Published by Dutton Books in 1975, photographer James Klosty’s book Merce Cunningham was the first book to be published on the legendary American choreographer. This month, in celebration of the Cunningham’s 100th birthday, powerHouse Books will release Klosty’s extraordinarily beautiful photo book under the title Merce Cunningham Redux. The book has been redesigned by Yolanda Cuomo and completely reimagined by Klosty with an additionally 140 pages of photographs, many never published before.
James Klosty is a photographer and actor/singer who received his graduate degree in the inaugural class of NYC’s professional theater MFA program. In 1975, his photographs of Cunningham received one-man exhibitions at the Leo Castelli Gallery and the International Center of Photography, both located in New York City. Additional books by Klosty include John Cage Was (Wesleyan University Press, 2014) and Greece 66 (Damiani, 2018).
I first met Klosty in 1967 while performing with the Cunningham Company. He accompanied the company on tour nationally and internationally to photograph us during rehearsals and performances. I was honored to be a member of that incredible company (1967 -1970) and fortunate to be included in this book with photographs of Cunningham while he was still actively performing. The company members during those three years included Cunningham, Carolyn Brown, Barbara Lloyd Dilly, Douglas Dunn, Meg Harper, Suzanna Hayman-Chaffey, Sandra Neels, Albert Reid, Valda Setterfield, and Mel Wong. John Cage, David Tudor and Gordon Mumma were composing and working with the company; Jasper Johns was creating sets and designing costumes; and Charles Atlas was a member of the backstage crew before he went on to become a renowned videographer.

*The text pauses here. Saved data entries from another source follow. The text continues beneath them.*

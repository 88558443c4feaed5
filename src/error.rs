//! Errors surfaced by the proxy handler.
//!
//! Upstream 4xx/5xx responses are not errors here: they are relayed to the
//! client verbatim. Rewrite failures never reach this type either; they are
//! logged and the original bytes are forwarded.

use std::time::Duration;

use axum::body::Body;
use axum::http::{Response, StatusCode};
use axum::response::IntoResponse;
use thiserror::Error;

#[derive(Error, Debug)]
pub enum ProxyError {
    /// DNS/connect/reset failures that persisted through every retry.
    #[error("Proxy request failed: {0}")]
    Transport(#[from] reqwest::Error),

    /// The outer request deadline expired during retries or the body read.
    #[error("Upstream request timed out after {0:?}")]
    Timeout(Duration),

    /// The inbound body could not be read.
    #[error("Invalid request body: {0}")]
    BadRequest(String),

    #[error("Internal proxy error: {0}")]
    Internal(String),
}

impl ProxyError {
    pub fn status(&self) -> StatusCode {
        match self {
            ProxyError::Transport(_) => StatusCode::BAD_GATEWAY,
            ProxyError::Timeout(_) => StatusCode::GATEWAY_TIMEOUT,
            ProxyError::BadRequest(_) => StatusCode::BAD_REQUEST,
            ProxyError::Internal(_) => StatusCode::INTERNAL_SERVER_ERROR,
        }
    }
}

impl IntoResponse for ProxyError {
    fn into_response(self) -> Response<Body> {
        let status = self.status();
        let mut resp = Response::new(Body::from(self.to_string()));
        *resp.status_mut() = status;
        resp
    }
}
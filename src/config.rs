use std::path::{Path, PathBuf};
use std::time::Duration;

use anyhow::{Context, Result, bail};
use dirs::home_dir;
use serde::{Deserialize, Serialize};
use tracing::info;

pub const DEFAULT_UPSTREAM_BASE_URL: &str = "https://api.venice.ai/api/v1";
pub const DEFAULT_MOUNT_PREFIX: &str = "/api/v1";

#[derive(Debug, Clone, PartialEq, Serialize, Deserialize)]
#[serde(default)]
pub struct RetryConfig {
    /// Attempts after the first try.
    pub max_retries: u32,
    /// Seed for exponential backoff (seconds).
    pub base_delay_secs: f64,
    /// Fixed sleep for the "too many failed attempts" 429 variant (seconds).
    pub lockout_wait_secs: u64,
    /// Upper bound of the uniform jitter added to each backoff (seconds).
    pub jitter_secs: f64,
}

impl Default for RetryConfig {
    fn default() -> Self {
        Self {
            max_retries: 5,
            base_delay_secs: 1.0,
            lockout_wait_secs: 30,
            jitter_secs: 1.0,
        }
    }
}

#[derive(Debug, Clone, PartialEq, Serialize, Deserialize)]
#[serde(default)]
pub struct ListenConfig {
    pub host: String,
    pub port: u16,
}

impl Default for ListenConfig {
    fn default() -> Self {
        Self {
            host: "0.0.0.0".to_string(),
            port: 9000,
        }
    }
}

/// Process-wide settings; loaded once at startup and shared read-only.
#[derive(Debug, Clone, PartialEq, Serialize, Deserialize)]
#[serde(default)]
pub struct ProxyConfig {
    pub upstream_base_url: String,
    /// Path the proxy listens under, normalized to `/a/b` (or empty for root).
    pub mount_prefix: String,
    /// Outer wall-clock bound per inbound request, retries and sleeps included.
    pub request_timeout_secs: f64,
    pub retry: RetryConfig,
    pub listen: ListenConfig,
}

impl Default for ProxyConfig {
    fn default() -> Self {
        Self {
            upstream_base_url: DEFAULT_UPSTREAM_BASE_URL.to_string(),
            mount_prefix: DEFAULT_MOUNT_PREFIX.to_string(),
            request_timeout_secs: 300.0,
            retry: RetryConfig::default(),
            listen: ListenConfig::default(),
        }
    }
}

impl ProxyConfig {
    pub fn request_timeout(&self) -> Duration {
        Duration::from_secs_f64(self.request_timeout_secs)
    }

    pub fn upstream_base(&self) -> &str {
        self.upstream_base_url.trim_end_matches('/')
    }

    /// Apply the environment-style keys on top of whatever was loaded so far.
    pub fn apply_env<F>(&mut self, lookup: F) -> Result<()>
    where
        F: Fn(&str) -> Option<String>,
    {
        let get = |key: &str| lookup(key).filter(|v| !v.trim().is_empty());

        if let Some(v) = get("OPENAI_BASE_URL") {
            self.upstream_base_url = v.trim().to_string();
        }
        if let Some(v) = get("PROXY_PATH_PREFIX") {
            self.mount_prefix = v.trim().to_string();
        }
        if let Some(v) = get("TIMEOUT") {
            self.request_timeout_secs = parse_env("TIMEOUT", &v)?;
        }
        if let Some(v) = get("MAX_RETRIES") {
            self.retry.max_retries = parse_env("MAX_RETRIES", &v)?;
        }
        if let Some(v) = get("BASE_RETRY_DELAY") {
            self.retry.base_delay_secs = parse_env("BASE_RETRY_DELAY", &v)?;
        }
        if let Some(v) = get("RATE_LIMIT_WAIT") {
            self.retry.lockout_wait_secs = parse_env("RATE_LIMIT_WAIT", &v)?;
        }
        if let Some(v) = get("RETRY_JITTER") {
            self.retry.jitter_secs = parse_env("RETRY_JITTER", &v)?;
        }
        if let Some(v) = get("HOST") {
            self.listen.host = v.trim().to_string();
        }
        if let Some(v) = get("PORT") {
            self.listen.port = parse_env("PORT", &v)?;
        }
        Ok(())
    }

    /// Normalize and check invariants the handler relies on.
    pub fn validate(mut self) -> Result<Self> {
        let base = reqwest::Url::parse(self.upstream_base())
            .with_context(|| format!("invalid upstream base url {}", self.upstream_base_url))?;
        if base.scheme() != "http" && base.scheme() != "https" {
            bail!(
                "upstream base url must be http or https, got scheme '{}'",
                base.scheme()
            );
        }
        self.upstream_base_url = self.upstream_base().to_string();
        self.mount_prefix = normalize_mount_prefix(&self.mount_prefix);

        if !self.request_timeout_secs.is_finite() || self.request_timeout_secs <= 0.0 {
            bail!("request timeout must be a positive number of seconds");
        }
        if !self.retry.base_delay_secs.is_finite() || self.retry.base_delay_secs < 0.0 {
            bail!("base retry delay must be a non-negative number of seconds");
        }
        if !self.retry.jitter_secs.is_finite() || self.retry.jitter_secs < 0.0 {
            bail!("retry jitter must be a non-negative number of seconds");
        }
        Ok(self)
    }
}

fn parse_env<T>(key: &str, raw: &str) -> Result<T>
where
    T: std::str::FromStr,
    T::Err: std::fmt::Display,
{
    raw.trim()
        .parse::<T>()
        .map_err(|e| anyhow::anyhow!("invalid value for {key}: '{raw}' ({e})"))
}

fn normalize_mount_prefix(raw: &str) -> String {
    let trimmed = raw.trim().trim_matches('/');
    if trimmed.is_empty() {
        String::new()
    } else {
        format!("/{trimmed}")
    }
}

/// venice-proxy home directory (config file lives here).
pub fn proxy_home_dir() -> PathBuf {
    home_dir()
        .unwrap_or_else(|| PathBuf::from("."))
        .join(".venice-proxy")
}

pub fn default_config_path() -> PathBuf {
    proxy_home_dir().join("config.toml")
}

fn read_config_file(path: &Path) -> Result<ProxyConfig> {
    let text = std::fs::read_to_string(path)
        .with_context(|| format!("failed to read config file {}", path.display()))?;
    toml::from_str::<ProxyConfig>(&text)
        .with_context(|| format!("failed to parse config file {}", path.display()))
}

/// Defaults, then the TOML file, then the process environment.
///
/// An explicit `path` must exist; the default location is optional.
pub fn load_config(path: Option<&Path>) -> Result<ProxyConfig> {
    let mut cfg = match path {
        Some(p) => {
            info!("loading config from {}", p.display());
            read_config_file(p)?
        }
        None => {
            let p = default_config_path();
            if p.exists() {
                info!("loading config from {}", p.display());
                read_config_file(&p)?
            } else {
                ProxyConfig::default()
            }
        }
    };
    cfg.apply_env(|k| std::env::var(k).ok())?;
    cfg.validate()
}
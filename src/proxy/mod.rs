use std::any::Any;
use std::panic::AssertUnwindSafe;
use std::sync::Arc;

use axum::Json;
use axum::Router;
use axum::body::{Body, to_bytes};
use axum::http::{HeaderMap, Request, Response, StatusCode};
use axum::routing::{MethodFilter, get, on};
use futures_util::FutureExt;
use reqwest::Client;
use serde_json::{Value, json};
use tokio::time::{Instant, timeout_at};
use tracing::{Instrument, error, info, info_span, warn};
use uuid::Uuid;

mod classify;
mod relay;
mod retry;
mod rewrite;
mod stream;
mod target;
mod tool_args;
mod upstream;


use crate::config::ProxyConfig;
use crate::error::ProxyError;
use crate::logging::{log_upstream_error, rate_limit_headers};

use self::relay::relay_buffered_body;
use self::retry::{RetryPolicy, send_with_retry};
use self::rewrite::{RouteKind, rewrite_request_body};
use self::stream::relay_sse;
use self::target::map_target;
use self::upstream::UpstreamResponse;

const MAX_REQUEST_BODY_BYTES: usize = 32 * 1024 * 1024;

fn is_hop_by_hop_header(name_lower: &str) -> bool {
    matches!(
        name_lower,
        "connection"
            | "keep-alive"
            | "proxy-authenticate"
            | "proxy-authorization"
            | "te"
            | "trailer"
            | "trailers"
            | "transfer-encoding"
            | "upgrade"
    )
}

fn hop_by_hop_connection_tokens(headers: &HeaderMap) -> Vec<String> {
    let mut out = Vec::new();
    for value in headers.get_all("connection").iter() {
        let Ok(s) = value.to_str() else {
            continue;
        };
        for token in s.split(',').map(|t| t.trim()).filter(|t| !t.is_empty()) {
            out.push(token.to_ascii_lowercase());
        }
    }
    out
}

/// `content-length` is kept: the rewriter replaces it whenever the body changes.
/// `accept-encoding` is dropped so the upstream answers with identity bodies
/// the relays can inspect.
fn filter_request_headers(src: &HeaderMap) -> HeaderMap {
    let extra = hop_by_hop_connection_tokens(src);
    let mut out = HeaderMap::new();
    for (name, value) in src.iter() {
        let name_lower = name.as_str().to_ascii_lowercase();
        if name_lower == "host"
            || name_lower == "accept-encoding"
            || is_hop_by_hop_header(&name_lower)
        {
            continue;
        }
        if extra.iter().any(|t| t == &name_lower) {
            continue;
        }
        out.append(name.clone(), value.clone());
    }
    out
}

fn filter_response_headers(src: &HeaderMap) -> HeaderMap {
    let extra = hop_by_hop_connection_tokens(src);
    let mut out = HeaderMap::new();
    for (name, value) in src.iter() {
        let name_lower = name.as_str().to_ascii_lowercase();
        // The relayed body may be rewritten; hyper frames it again.
        if is_hop_by_hop_header(&name_lower) || name_lower == "content-length" {
            continue;
        }
        if extra.iter().any(|t| t == &name_lower) {
            continue;
        }
        out.append(name.clone(), value.clone());
    }
    out
}

fn strip_mount_prefix<'a>(prefix: &str, path: &'a str) -> &'a str {
    path.strip_prefix(prefix).unwrap_or(path)
}

fn build_response(status: StatusCode, headers: HeaderMap, body: Body) -> Response<Body> {
    let mut resp = Response::new(body);
    *resp.status_mut() = status;
    *resp.headers_mut() = headers;
    resp
}

/// Shared per-process state: the pooled client and the immutable config.
#[derive(Clone)]
pub struct ProxyService {
    pub client: Client,
    pub config: Arc<ProxyConfig>,
    policy: RetryPolicy,
}

impl ProxyService {
    pub fn new(client: Client, config: Arc<ProxyConfig>) -> Self {
        let policy = RetryPolicy::from(&config.retry);
        Self {
            client,
            config,
            policy,
        }
    }
}

pub async fn handle_proxy(
    proxy: ProxyService,
    req: Request<Body>,
) -> Result<Response<Body>, ProxyError> {
    let request_id = Uuid::new_v4();
    let span = info_span!(
        "request",
        id = %request_id,
        method = %req.method(),
        path = %req.uri().path()
    );
    match AssertUnwindSafe(forward(proxy, req))
        .catch_unwind()
        .instrument(span.clone())
        .await
    {
        Ok(result) => result,
        Err(panic) => {
            let msg = panic_message(panic.as_ref());
            span.in_scope(|| error!(panic = %msg, "proxy handler panicked"));
            Err(ProxyError::Internal(msg))
        }
    }
}

fn panic_message(panic: &(dyn Any + Send)) -> String {
    if let Some(s) = panic.downcast_ref::<&str>() {
        s.to_string()
    } else if let Some(s) = panic.downcast_ref::<String>() {
        s.clone()
    } else {
        "handler panicked".to_string()
    }
}

async fn forward(proxy: ProxyService, req: Request<Body>) -> Result<Response<Body>, ProxyError> {
    let started = Instant::now();
    let timeout = proxy.config.request_timeout();
    let deadline = started + timeout;

    let (parts, body) = req.into_parts();
    let path = strip_mount_prefix(&proxy.config.mount_prefix, parts.uri.path()).to_string();
    let route = RouteKind::from_path(&path);
    let target = map_target(proxy.config.upstream_base(), &path, parts.uri.query());
    info!(upstream_url = %target, route = ?route, "proxying request");

    let raw_body = to_bytes(body, MAX_REQUEST_BODY_BYTES)
        .await
        .map_err(|e| ProxyError::BadRequest(e.to_string()))?;
    let mut headers = filter_request_headers(&parts.headers);
    let upstream_body = rewrite_request_body(route, &mut headers, raw_body);

    let method = parts.method;
    let send = || {
        let request = proxy
            .client
            .request(method.clone(), &target)
            .headers(headers.clone())
            .body(upstream_body.clone());
        async move {
            let resp = request.send().await?;
            Ok::<_, ProxyError>(UpstreamResponse::from(resp))
        }
    };

    let outcome = match timeout_at(deadline, send_with_retry(&proxy.policy, send)).await {
        Ok(outcome) => outcome,
        Err(_) => {
            warn!(timeout_secs = timeout.as_secs_f64(), "request timed out during retries");
            return Err(ProxyError::Timeout(timeout));
        }
    };
    let attempts = outcome.report.attempts;
    if !outcome.report.waits.is_empty() {
        info!(
            attempts,
            exhausted = outcome.report.exhausted,
            waits = %outcome.report.summary(),
            "request needed retries"
        );
    }
    let resp = outcome.result?;

    let status = resp.status();
    let upstream_headers = resp.headers().clone();
    let resp_headers = filter_response_headers(&upstream_headers);

    // Once streaming starts nothing is retried; the client sees what arrives.
    if resp.is_event_stream() {
        if status.as_u16() >= 400 {
            warn!(
                status = status.as_u16(),
                rate_limit_headers = ?rate_limit_headers(&upstream_headers),
                "upstream returned an error event stream"
            );
        }
        info!(
            status = status.as_u16(),
            attempts,
            streaming = true,
            elapsed_ms = started.elapsed().as_millis() as u64,
            "upstream responded"
        );
        let (_, _, body) = resp.into_parts();
        return Ok(build_response(
            status,
            resp_headers,
            Body::from_stream(relay_sse(body, timeout)),
        ));
    }

    let body = match timeout_at(deadline, resp.bytes()).await {
        Ok(Ok(body)) => body,
        Ok(Err(e)) => {
            warn!(error = %e, "failed to read upstream body");
            return Err(ProxyError::Transport(e));
        }
        Err(_) => {
            warn!(timeout_secs = timeout.as_secs_f64(), "request timed out reading upstream body");
            return Err(ProxyError::Timeout(timeout));
        }
    };

    if status.as_u16() >= 400 {
        log_upstream_error(
            method.as_str(),
            &target,
            status.as_u16(),
            &upstream_headers,
            &body,
            &upstream_body,
        );
    }
    let body = relay_buffered_body(route, status, body);
    info!(
        status = status.as_u16(),
        attempts,
        streaming = false,
        bytes = body.len(),
        elapsed_ms = started.elapsed().as_millis() as u64,
        "upstream responded"
    );
    Ok(build_response(status, resp_headers, Body::from(body)))
}

async fn health(proxy: ProxyService) -> Json<Value> {
    Json(json!({
        "status": "healthy",
        "target": proxy.config.upstream_base(),
    }))
}

pub fn router(proxy: ProxyService) -> Router {
    // In axum 0.8, wildcard segments use `/{*path}`.
    let methods = MethodFilter::GET
        .or(MethodFilter::POST)
        .or(MethodFilter::PUT)
        .or(MethodFilter::DELETE)
        .or(MethodFilter::PATCH)
        .or(MethodFilter::OPTIONS)
        .or(MethodFilter::HEAD);
    let catch_all = format!("{}/{{*path}}", proxy.config.mount_prefix);

    let p0 = proxy.clone();
    let p1 = proxy;

    Router::new()
        .route("/health", get(move || health(p0.clone())))
        .route(
            &catch_all,
            on(methods, move |req: Request<Body>| handle_proxy(p1.clone(), req)),
        )
}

Klosty’s book covers an era of the Cunningham company before it was completely recognized by U.S. dance critics, and the several years that followed its suddenly being in demand both nationally and internationally. Merce Cunningham Redux includes photos of Cunningham rehearsing alone and with his company at the old Cunningham Studio located at 498 Third Avenue with its cracked tile floors, peeling walls and broken mirrors; as well as photos of the company working in the at the time new Westbeth studio. Beautiful Performance photo of Cunningham’s Antic Meet (1958), Night Wandering (1958), Crisis (1960), Assemblage (1968), How To Pass, Fall and Run (1965), Night Wandering (1958), Borst Park, Place (1966), Canfield (1969), Scramble (1967), Signals (1970), Rainforest (1968), Tread (1970), Second Hand (1970), Walkaround Time (1968), and Winterbranch (1964). Also included are photos taken during Cunningham’s Events performed in gymnasiums, art galleries, outside a French castle, and more.
There is an entire section of photographs taken during rehearsals in the studio and in theaters. Klosty captured close-ups of Cunningham rehearsing his company at the Théâtre Experimental, Foundation Maeght in Saint Paul de Vence (1970), a theater that collapsed overnight during a windstorm and caused damage to some of the company’s electronic music equipment. We see David Tudor sitting outside with a cat and Viola Farber cutting Jasper Johns’ hair during a rehearsal break. It was 1970 and Farber had returned as guest artist to perform her original role in Crisis at the Brooklyn Academy of Music (BAM).
There is a lovely photograph of artist Robert Rauschenberg presenting the 1970 Dance Magazine award to Carolyn Brown, and one of a smiling John Cage collecting edible mushrooms, and photographs of Cunningham and Cage rehearsing and watching rehearsals.
The late French painter Marcel Duchamp attended the first performance of Cunningham’s Walkaround Time. Klosty captured a wonderful shot of Duchamp watching the rehearsal and includes an inset of the entire Walkaround Time decor by Jasper Johns that he created after Duchamp’s painting titled The Bride Stripped Bare by Her Bachelors, Even (The Large Glass).
Throughout, Klosty includes texts from Cunningham’s associates including John Cage, Jasper Johns, Robert Rauschenberg, Paul Taylor, Lincoln Kirstein, Edwin Denby, and others. One of them being a long and detailed account by founding company member Carolyn Brown. Merce Cunningham Redux is a treasure trove of rare photos of Cunningham, his dancers and the composers and artists with whom he collaborated. Klosty has captured both their humanity as well as their public personae.
Merce Cunningham Redux is not a coffee table book. This book is filled with the artwork of James Klosty. It is a collector’s item for dancers, artists, musicians or anyone interested in the arts.
Written by Jeff Slayton for LA Dance Chronicle, November 15, 2019.
Featured image: The photographer and his subject – Merce Cunningham and James Klosty, Grenoble, France, 1972.